**What the task requires**: Among the records, how many lines contain "Creates"? Only the number is needed.

----

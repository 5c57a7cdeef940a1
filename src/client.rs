//! User-facing multi-query NTP client facade.

use std::io;
use std::sync::{Arc, Mutex};
use std::time::Duration;

use log::debug;
use tokio::runtime::{Builder, Runtime};

use crate::query::{Callback, Query, DEFAULT_TIMEOUT};

/// An asynchronous multi-query NTP client.
///
/// Typically a `Client` is constructed by passing a [`Callback`] to
/// [`with_callback`](Client::with_callback). Query requests are placed via
/// [`query`](Client::query) from any thread; once a query finishes, the
/// registered callback is invoked exactly once with a
/// [`QueryResult`](crate::QueryResult) carrying:
/// - the NTP server name as it was provided by the caller,
/// - the resolved address, if the server name resolved and an exchange was
///   reached,
/// - a [`Status`](crate::Status) flag indicating the final state of the
///   query,
/// - a [`Packet`](crate::Packet) with the server's reply on success, or a
///   null packet otherwise,
/// - the elapsed time of the terminal exchange.
///
/// A client created with [`new`](Client::new) has no registered callback
/// and discards the results of any queries placed on it; register one via
/// [`set_callback`](Client::set_callback) first.
///
/// The client first resolves the server name; if that fails,
/// [`Status::ResolveError`](crate::Status::ResolveError) is reported.
/// Otherwise it queries the resolved addresses one at a time until success
/// or exhaustion.
///
/// Each placed query has a total timeout, 5 seconds by default, after which
/// it is cancelled and reported with
/// [`Status::TimeoutError`](crate::Status::TimeoutError).
///
/// On drop, the client awaits all pending queries until completion, so it
/// never goes away while it still owes a callback invocation. If faster
/// teardown is needed, call [`cancel`](Client::cancel) first. Because the
/// drop blocks the current thread, a `Client` must not be dropped from
/// within an async context; it is a facade for synchronous callers.
pub struct Client {
    callback: Mutex<Option<Callback>>,
    registry: Mutex<Vec<Query>>,
    runtime: Runtime,
}

impl Client {
    /// Creates a client with no registered callback. Queries are still
    /// issuable, but their results are discarded until a callback is set.
    ///
    /// # Errors
    ///
    /// Returns `Err` if the worker pool cannot be created.
    pub fn new() -> io::Result<Self> {
        Self::build(None)
    }

    /// Creates a client that reports the result of each placed query
    /// through `callback`.
    ///
    /// # Errors
    ///
    /// Returns `Err` if the worker pool cannot be created.
    pub fn with_callback(callback: Callback) -> io::Result<Self> {
        Self::build(Some(callback))
    }

    fn build(callback: Option<Callback>) -> io::Result<Self> {
        let runtime = Builder::new_multi_thread().enable_all().build()?;
        Ok(Self {
            callback: Mutex::new(callback),
            registry: Mutex::new(Vec::new()),
            runtime,
        })
    }

    /// Registers a callable for reporting query results back to the caller.
    /// Takes effect for subsequently placed queries; queries already in
    /// flight keep the callback they were started with.
    pub fn set_callback(&self, callback: Callback) {
        *self.callback.lock().unwrap() = Some(callback);
    }

    /// Places a NTP query with the default timeout \[thread-safe\].
    ///
    /// `server` is a domain name or an IP address, optionally along with a
    /// numeric port number in the form `host[:port]`. The default port
    /// is 123.
    pub fn query(&self, server: &str) {
        self.query_with_timeout(server, DEFAULT_TIMEOUT);
    }

    /// Places a NTP query that is cancelled and reported with
    /// [`Status::TimeoutError`](crate::Status::TimeoutError) if it does not
    /// complete within `timeout` \[thread-safe\].
    pub fn query_with_timeout(&self, server: &str, timeout: Duration) {
        let callback = self
            .callback
            .lock()
            .unwrap()
            .clone()
            .unwrap_or_else(|| Arc::new(|_| {}));
        let mut registry = self.registry.lock().unwrap();
        registry.retain(|query| !query.is_finished());
        registry.push(Query::start(self.runtime.handle(), server, callback, timeout));
    }

    /// Cancels all queries in flight \[thread-safe\]. Idempotent: cancelling
    /// an empty or already-finished set of queries is a no-op.
    pub fn cancel(&self) {
        let mut registry = self.registry.lock().unwrap();
        debug!("cancelling {} tracked query(ies)", registry.len());
        for query in registry.iter() {
            query.cancel();
        }
        registry.retain(|query| !query.is_finished());
    }

    /// Returns the number of tracked queries that have not finished yet
    /// \[thread-safe\].
    #[must_use]
    pub fn pending(&self) -> usize {
        self.registry
            .lock()
            .unwrap()
            .iter()
            .filter(|query| !query.is_finished())
            .count()
    }
}

impl Drop for Client {
    fn drop(&mut self) {
        let queries = std::mem::take(&mut *self.registry.lock().unwrap());
        for query in queries {
            let _ = self.runtime.block_on(query.task);
        }
    }
}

----

**Your solution**: 2